_Task to carry out_:
Read through the lines below for the string "JsonRpcFaultData" and copy each one that has it.

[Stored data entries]
//! HTTP client for the Odoo external API.
//!
//! Talks JSON-RPC to the `/jsonrpc` endpoint: `common.authenticate` once per
//! client, then `object.execute_kw` for every model call.

use anyhow::{Context, Result};
use async_trait::async_trait;
use serde::{Deserialize, Serialize};
use serde_json::{json, Map, Value};
use std::sync::atomic::{AtomicU64, Ordering};
use std::time::Duration;
use tokio::sync::OnceCell;
use tracing::{debug, error, info};

use super::trait_def::{OdooRemote, RemoteError, SearchOptions};
use crate::config::OdooSettings;

const JSONRPC_PATH: &str = "/jsonrpc";

/// Config parameters surfaced by `server_info`.
const SERVER_INFO_PARAMETERS: [&str; 2] = ["database.expiration_date", "database.enterprise_code"];

/// Maximum number of installed modules listed by `server_info`.
const SERVER_INFO_MODULES_LIMIT: u64 = 50;

#[derive(Serialize)]
struct JsonRpcRequest<'a> {
    jsonrpc: &'static str,
    method: &'static str,
    params: JsonRpcParams<'a>,
    id: u64,
}

#[derive(Serialize)]
struct JsonRpcParams<'a> {
    service: &'a str,
    method: &'a str,
    args: Vec<Value>,
}

#[derive(Deserialize)]
struct JsonRpcResponse {
    #[serde(default)]
    result: Option<Value>,
    #[serde(default)]
    error: Option<JsonRpcFault>,
}

#[derive(Deserialize)]
struct JsonRpcFault {
    code: i64,
    message: String,
    #[serde(default)]
    data: Option<JsonRpcFaultData>,
}

#[derive(Deserialize)]
struct JsonRpcFaultData {
    #[serde(default)]
    message: Option<String>,
}

impl From<JsonRpcFault> for RemoteError {
    fn from(fault: JsonRpcFault) -> Self {
        // Odoo puts the user-facing message in `data.message`; the top-level
        // message is a generic "Odoo Server Error".
        let message = fault
            .data
            .and_then(|data| data.message)
            .filter(|message| !message.is_empty())
            .unwrap_or(fault.message);
        RemoteError::Fault {
            code: fault.code,
            message,
        }
    }
}

/// Odoo client authenticating lazily on the first model call.
pub struct OdooClient {
    client: reqwest::Client,
    base_url: String,
    database: String,
    username: String,
    password: String,
    uid: OnceCell<i64>,
    next_request_id: AtomicU64,
}

impl OdooClient {
    /// Create a new client from the resolved Odoo settings.
    pub fn new(settings: &OdooSettings) -> Result<Self> {
        let client = reqwest::Client::builder()
            .timeout(Duration::from_secs(settings.timeout_sec))
            .build()
            .context("Failed to create HTTP client")?;

        Ok(Self {
            client,
            base_url: settings.url.trim_end_matches('/').to_string(),
            database: settings.database.clone(),
            username: settings.username.clone(),
            password: settings.password.clone(),
            uid: OnceCell::new(),
            next_request_id: AtomicU64::new(1),
        })
    }

    /// Base URL of the Odoo server, without trailing slash.
    pub fn base_url(&self) -> &str {
        &self.base_url
    }

    /// Server version information (`common.version`), no authentication needed.
    pub async fn version(&self) -> Result<Value, RemoteError> {
        self.rpc("common", "version", Vec::new()).await
    }

    /// Authenticated user id, authenticating on first use.
    pub async fn uid(&self) -> Result<i64, RemoteError> {
        self.uid
            .get_or_try_init(|| self.authenticate())
            .await
            .copied()
    }

    async fn authenticate(&self) -> Result<i64, RemoteError> {
        let result = self
            .rpc(
                "common",
                "authenticate",
                vec![
                    json!(self.database),
                    json!(self.username),
                    json!(self.password),
                    json!({}),
                ],
            )
            .await?;

        // Odoo answers `false` on bad credentials.
        match result.as_i64() {
            Some(uid) if uid > 0 => {
                info!(
                    "Authenticated to Odoo at {} as {} (uid {})",
                    self.base_url, self.username, uid
                );
                Ok(uid)
            }
            _ => {
                error!("Odoo authentication failed for user {}", self.username);
                Err(RemoteError::Authentication(self.username.clone()))
            }
        }
    }

    /// `object.execute_kw` on behalf of the authenticated user.
    pub async fn execute_kw(
        &self,
        model: &str,
        method: &str,
        args: Vec<Value>,
        kwargs: Map<String, Value>,
    ) -> Result<Value, RemoteError> {
        let uid = self.uid().await?;

        debug!(model = %model, method = %method, "Calling Odoo execute_kw");

        let result = self
            .rpc(
                "object",
                "execute_kw",
                vec![
                    json!(self.database),
                    json!(uid),
                    json!(self.password),
                    json!(model),
                    json!(method),
                    Value::Array(args),
                    Value::Object(kwargs),
                ],
            )
            .await;

        if let Err(e) = &result {
            error!("Call failed for {}.{}: {}", model, method, e);
        }
        result
    }

    async fn rpc(&self, service: &str, method: &str, args: Vec<Value>) -> Result<Value, RemoteError> {
        let url = format!("{}{}", self.base_url, JSONRPC_PATH);
        let request = JsonRpcRequest {
            jsonrpc: "2.0",
            method: "call",
            params: JsonRpcParams {
                service,
                method,
                args,
            },
            id: self.next_request_id.fetch_add(1, Ordering::Relaxed),
        };

        let response = self
            .client
            .post(&url)
            .json(&request)
            .send()
            .await
            .map_err(|e| {
                if e.is_timeout() {
                    RemoteError::Timeout
                } else {
                    RemoteError::Connection(e.to_string())
                }
            })?;

        let status = response.status();
        if !status.is_success() {
            let body = response.text().await.unwrap_or_default();
            return Err(RemoteError::Http {
                status: status.as_u16(),
                message: body,
            });
        }

        let body: JsonRpcResponse = response.json().await.map_err(|e| {
            RemoteError::InvalidResponse(format!("Failed to parse JSON-RPC response: {}", e))
        })?;

        match body.error {
            Some(fault) => Err(fault.into()),
            None => Ok(body.result.unwrap_or(Value::Null)),
        }
    }
}

fn ids_value(ids: &[i64]) -> Value {
    Value::from(ids.to_vec())
}

#[async_trait]
impl OdooRemote for OdooClient {
    async fn search_read(
        &self,
        model: &str,
        domain: Value,
        options: SearchOptions,
    ) -> Result<Vec<Value>, RemoteError> {
        let result = self
            .execute_kw(model, "search_read", vec![domain], options.to_kwargs())
            .await?;
        match result {
            Value::Array(records) => Ok(records),
            other => Err(RemoteError::InvalidResponse(format!(
                "search_read returned a non-list value: {}",
                other
            ))),
        }
    }

    async fn create(&self, model: &str, values: Map<String, Value>) -> Result<Value, RemoteError> {
        self.execute_kw(model, "create", vec![Value::Object(values)], Map::new())
            .await
    }

    async fn write(
        &self,
        model: &str,
        ids: &[i64],
        values: Map<String, Value>,
    ) -> Result<Value, RemoteError> {
        self.execute_kw(
            model,
            "write",
            vec![ids_value(ids), Value::Object(values)],
            Map::new(),
        )
        .await
    }

    async fn unlink(&self, model: &str, ids: &[i64]) -> Result<Value, RemoteError> {
        self.execute_kw(model, "unlink", vec![ids_value(ids)], Map::new())
            .await
    }

    async fn call(
        &self,
        model: &str,
        method: &str,
        args: Vec<Value>,
        kwargs: Map<String, Value>,
    ) -> Result<Value, RemoteError> {
        self.execute_kw(model, method, args, kwargs).await
    }

    async fn fields_get(&self, model: &str, fields: &[String]) -> Result<Value, RemoteError> {
        let args = if fields.is_empty() {
            Vec::new()
        } else {
            vec![Value::from(fields.to_vec())]
        };
        self.execute_kw(model, "fields_get", args, Map::new()).await
    }

    async fn report(&self, report_name: &str, record_ids: &[i64]) -> Result<Value, RemoteError> {
        let mut kwargs = Map::new();
        kwargs.insert("data".to_string(), json!({ "form": {} }));
        self.execute_kw(
            "ir.actions.report",
            "_render",
            vec![json!(report_name), ids_value(record_ids)],
            kwargs,
        )
        .await
    }

    async fn server_info(&self) -> Result<Value, RemoteError> {
        let uid = self.uid().await?;

        let parameters = self
            .search_read(
                "ir.config_parameter",
                json!([["key", "in", SERVER_INFO_PARAMETERS]]),
                SearchOptions {
                    fields: vec!["key".to_string(), "value".to_string()],
                    ..Default::default()
                },
            )
            .await?;

        let modules = self
            .search_read(
                "ir.module.module",
                json!([["state", "=", "installed"]]),
                SearchOptions {
                    fields: ["name", "shortdesc", "author", "version"]
                        .iter()
                        .map(|s| s.to_string())
                        .collect(),
                    limit: Some(SERVER_INFO_MODULES_LIMIT),
                    ..Default::default()
                },
            )
            .await?;

        Ok(json!({
            "database": self.database,
            "url": self.base_url,
            "user_id": uid,
            "database_info": parameters,
            "installed_modules": modules,
        }))
    }
}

_Task answer_:
    data: Option<JsonRpcFaultData>,
struct JsonRpcFaultData {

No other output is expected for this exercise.